### Supplied material

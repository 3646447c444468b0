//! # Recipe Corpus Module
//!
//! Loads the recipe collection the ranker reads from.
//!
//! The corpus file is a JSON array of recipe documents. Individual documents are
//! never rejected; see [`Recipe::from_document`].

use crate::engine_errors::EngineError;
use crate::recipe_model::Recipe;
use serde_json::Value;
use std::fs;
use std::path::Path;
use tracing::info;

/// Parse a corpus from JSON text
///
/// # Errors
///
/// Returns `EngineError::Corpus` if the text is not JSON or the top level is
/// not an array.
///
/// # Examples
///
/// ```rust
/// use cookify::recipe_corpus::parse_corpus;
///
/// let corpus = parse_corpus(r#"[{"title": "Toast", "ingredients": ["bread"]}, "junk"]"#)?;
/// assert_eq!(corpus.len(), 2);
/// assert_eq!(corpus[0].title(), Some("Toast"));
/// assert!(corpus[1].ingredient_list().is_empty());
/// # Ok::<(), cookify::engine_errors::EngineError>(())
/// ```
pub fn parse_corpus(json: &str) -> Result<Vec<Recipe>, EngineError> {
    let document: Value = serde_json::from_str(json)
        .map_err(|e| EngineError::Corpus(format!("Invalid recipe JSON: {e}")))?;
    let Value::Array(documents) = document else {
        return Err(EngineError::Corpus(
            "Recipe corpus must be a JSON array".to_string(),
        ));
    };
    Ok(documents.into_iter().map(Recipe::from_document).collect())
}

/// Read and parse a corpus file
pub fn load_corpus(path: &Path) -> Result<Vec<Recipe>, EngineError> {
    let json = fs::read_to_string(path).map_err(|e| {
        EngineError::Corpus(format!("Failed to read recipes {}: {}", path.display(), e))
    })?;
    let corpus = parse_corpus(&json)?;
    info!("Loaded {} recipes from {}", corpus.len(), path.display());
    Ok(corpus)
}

* * *

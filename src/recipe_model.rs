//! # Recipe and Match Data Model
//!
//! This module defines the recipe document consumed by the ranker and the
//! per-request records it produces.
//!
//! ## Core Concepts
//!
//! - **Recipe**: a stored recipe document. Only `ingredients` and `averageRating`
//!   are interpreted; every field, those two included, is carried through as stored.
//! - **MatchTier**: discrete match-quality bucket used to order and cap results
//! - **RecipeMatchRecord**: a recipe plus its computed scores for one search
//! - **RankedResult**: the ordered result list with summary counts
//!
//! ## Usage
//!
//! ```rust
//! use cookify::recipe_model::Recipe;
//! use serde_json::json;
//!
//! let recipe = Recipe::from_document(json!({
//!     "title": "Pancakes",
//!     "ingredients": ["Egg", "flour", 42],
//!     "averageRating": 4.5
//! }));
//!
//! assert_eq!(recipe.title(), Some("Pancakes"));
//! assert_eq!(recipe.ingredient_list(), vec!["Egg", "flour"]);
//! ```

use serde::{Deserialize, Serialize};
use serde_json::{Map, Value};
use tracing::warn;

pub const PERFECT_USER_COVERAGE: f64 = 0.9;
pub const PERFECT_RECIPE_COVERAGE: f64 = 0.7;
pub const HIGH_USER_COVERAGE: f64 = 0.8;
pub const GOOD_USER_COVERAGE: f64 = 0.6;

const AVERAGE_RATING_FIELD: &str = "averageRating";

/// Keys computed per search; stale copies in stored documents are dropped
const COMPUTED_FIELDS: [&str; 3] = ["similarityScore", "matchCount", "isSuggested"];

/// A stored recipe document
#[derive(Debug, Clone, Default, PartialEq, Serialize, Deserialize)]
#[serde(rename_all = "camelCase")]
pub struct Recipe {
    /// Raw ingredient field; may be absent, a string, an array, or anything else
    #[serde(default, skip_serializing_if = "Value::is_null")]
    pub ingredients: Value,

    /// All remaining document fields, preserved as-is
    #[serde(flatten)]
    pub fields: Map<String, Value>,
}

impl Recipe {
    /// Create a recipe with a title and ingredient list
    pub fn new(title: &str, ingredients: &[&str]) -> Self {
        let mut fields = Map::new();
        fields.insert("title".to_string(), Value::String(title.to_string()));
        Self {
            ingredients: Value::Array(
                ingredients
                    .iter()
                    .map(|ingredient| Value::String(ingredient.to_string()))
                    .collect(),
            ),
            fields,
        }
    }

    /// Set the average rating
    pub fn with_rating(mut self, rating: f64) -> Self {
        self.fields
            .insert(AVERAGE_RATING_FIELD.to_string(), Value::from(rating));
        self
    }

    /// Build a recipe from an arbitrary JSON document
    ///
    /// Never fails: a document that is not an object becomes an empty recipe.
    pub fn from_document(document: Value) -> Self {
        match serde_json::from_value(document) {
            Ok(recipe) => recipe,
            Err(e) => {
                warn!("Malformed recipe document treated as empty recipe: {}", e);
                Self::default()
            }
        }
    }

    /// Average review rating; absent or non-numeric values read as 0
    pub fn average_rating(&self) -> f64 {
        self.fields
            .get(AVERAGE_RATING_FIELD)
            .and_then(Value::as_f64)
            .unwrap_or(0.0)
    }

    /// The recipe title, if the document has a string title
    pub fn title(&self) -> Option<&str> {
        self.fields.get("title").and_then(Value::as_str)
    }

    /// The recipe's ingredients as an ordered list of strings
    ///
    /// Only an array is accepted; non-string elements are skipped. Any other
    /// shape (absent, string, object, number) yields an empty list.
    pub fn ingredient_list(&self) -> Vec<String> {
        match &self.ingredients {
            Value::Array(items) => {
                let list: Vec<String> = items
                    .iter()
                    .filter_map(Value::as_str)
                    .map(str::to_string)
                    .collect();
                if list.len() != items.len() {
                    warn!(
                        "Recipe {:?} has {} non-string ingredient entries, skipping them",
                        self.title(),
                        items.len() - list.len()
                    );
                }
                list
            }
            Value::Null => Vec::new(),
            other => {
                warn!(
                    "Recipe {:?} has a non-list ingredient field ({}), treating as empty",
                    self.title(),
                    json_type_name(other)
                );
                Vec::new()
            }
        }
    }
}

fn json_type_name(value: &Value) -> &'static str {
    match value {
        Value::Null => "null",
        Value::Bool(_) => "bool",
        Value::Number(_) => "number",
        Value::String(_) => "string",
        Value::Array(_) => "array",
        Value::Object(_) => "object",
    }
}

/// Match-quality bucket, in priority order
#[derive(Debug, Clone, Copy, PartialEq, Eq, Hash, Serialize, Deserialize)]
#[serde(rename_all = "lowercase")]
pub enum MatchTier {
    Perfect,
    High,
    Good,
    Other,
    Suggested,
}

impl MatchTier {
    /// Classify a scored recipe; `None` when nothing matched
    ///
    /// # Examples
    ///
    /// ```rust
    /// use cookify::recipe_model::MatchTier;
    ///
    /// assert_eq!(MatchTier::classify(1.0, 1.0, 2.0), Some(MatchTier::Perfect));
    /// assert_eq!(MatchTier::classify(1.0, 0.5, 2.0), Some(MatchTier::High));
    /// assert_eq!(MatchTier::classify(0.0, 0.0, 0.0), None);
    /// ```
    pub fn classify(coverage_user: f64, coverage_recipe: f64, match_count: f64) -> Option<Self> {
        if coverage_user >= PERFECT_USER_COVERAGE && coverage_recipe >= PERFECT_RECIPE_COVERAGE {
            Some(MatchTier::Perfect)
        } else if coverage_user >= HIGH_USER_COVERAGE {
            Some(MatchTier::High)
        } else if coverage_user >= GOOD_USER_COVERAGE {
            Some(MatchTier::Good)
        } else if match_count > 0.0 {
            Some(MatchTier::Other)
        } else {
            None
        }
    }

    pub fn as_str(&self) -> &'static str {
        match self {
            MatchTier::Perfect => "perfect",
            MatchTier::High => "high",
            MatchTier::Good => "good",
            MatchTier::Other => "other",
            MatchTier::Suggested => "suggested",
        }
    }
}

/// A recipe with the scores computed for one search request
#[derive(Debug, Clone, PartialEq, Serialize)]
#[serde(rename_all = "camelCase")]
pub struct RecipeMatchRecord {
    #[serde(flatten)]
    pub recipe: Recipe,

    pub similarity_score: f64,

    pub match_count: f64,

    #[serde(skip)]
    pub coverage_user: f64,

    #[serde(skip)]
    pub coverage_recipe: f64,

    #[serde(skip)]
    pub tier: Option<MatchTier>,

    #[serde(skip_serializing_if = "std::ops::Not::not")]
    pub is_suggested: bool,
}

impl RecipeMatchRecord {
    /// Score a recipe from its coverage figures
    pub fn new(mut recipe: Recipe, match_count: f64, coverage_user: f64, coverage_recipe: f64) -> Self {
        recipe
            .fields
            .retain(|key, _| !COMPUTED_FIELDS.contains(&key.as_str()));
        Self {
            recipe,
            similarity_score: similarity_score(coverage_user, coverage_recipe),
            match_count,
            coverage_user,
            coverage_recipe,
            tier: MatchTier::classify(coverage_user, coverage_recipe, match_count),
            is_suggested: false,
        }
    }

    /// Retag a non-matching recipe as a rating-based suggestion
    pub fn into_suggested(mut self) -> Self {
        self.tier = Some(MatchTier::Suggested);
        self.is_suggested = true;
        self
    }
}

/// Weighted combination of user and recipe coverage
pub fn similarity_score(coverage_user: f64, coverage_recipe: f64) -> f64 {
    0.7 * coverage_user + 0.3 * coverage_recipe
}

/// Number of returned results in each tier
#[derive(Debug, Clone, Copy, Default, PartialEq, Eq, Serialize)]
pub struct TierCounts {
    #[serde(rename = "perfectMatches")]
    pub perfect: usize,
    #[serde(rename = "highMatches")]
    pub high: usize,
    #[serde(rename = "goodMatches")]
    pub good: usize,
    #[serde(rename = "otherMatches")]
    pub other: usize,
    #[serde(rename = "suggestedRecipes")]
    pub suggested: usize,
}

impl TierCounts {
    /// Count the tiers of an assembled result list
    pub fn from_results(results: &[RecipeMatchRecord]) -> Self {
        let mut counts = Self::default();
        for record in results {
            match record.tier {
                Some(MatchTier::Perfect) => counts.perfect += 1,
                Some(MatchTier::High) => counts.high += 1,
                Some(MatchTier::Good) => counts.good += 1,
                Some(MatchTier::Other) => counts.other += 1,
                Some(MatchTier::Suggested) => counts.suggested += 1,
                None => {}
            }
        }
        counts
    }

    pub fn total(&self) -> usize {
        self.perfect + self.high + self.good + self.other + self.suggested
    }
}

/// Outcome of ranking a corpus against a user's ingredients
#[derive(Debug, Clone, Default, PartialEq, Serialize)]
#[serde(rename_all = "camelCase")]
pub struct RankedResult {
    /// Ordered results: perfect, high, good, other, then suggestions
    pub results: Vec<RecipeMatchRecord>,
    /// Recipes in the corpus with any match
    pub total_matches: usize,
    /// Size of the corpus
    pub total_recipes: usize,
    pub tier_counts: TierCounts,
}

### Requirement
For this exercise, gather every line of the data that contains the word "None".

### Solution to the problem
    /// Classify a scored recipe; `None` when nothing matched
    /// assert_eq!(MatchTier::classify(0.0, 0.0, 0.0), None);
            None
                None => {}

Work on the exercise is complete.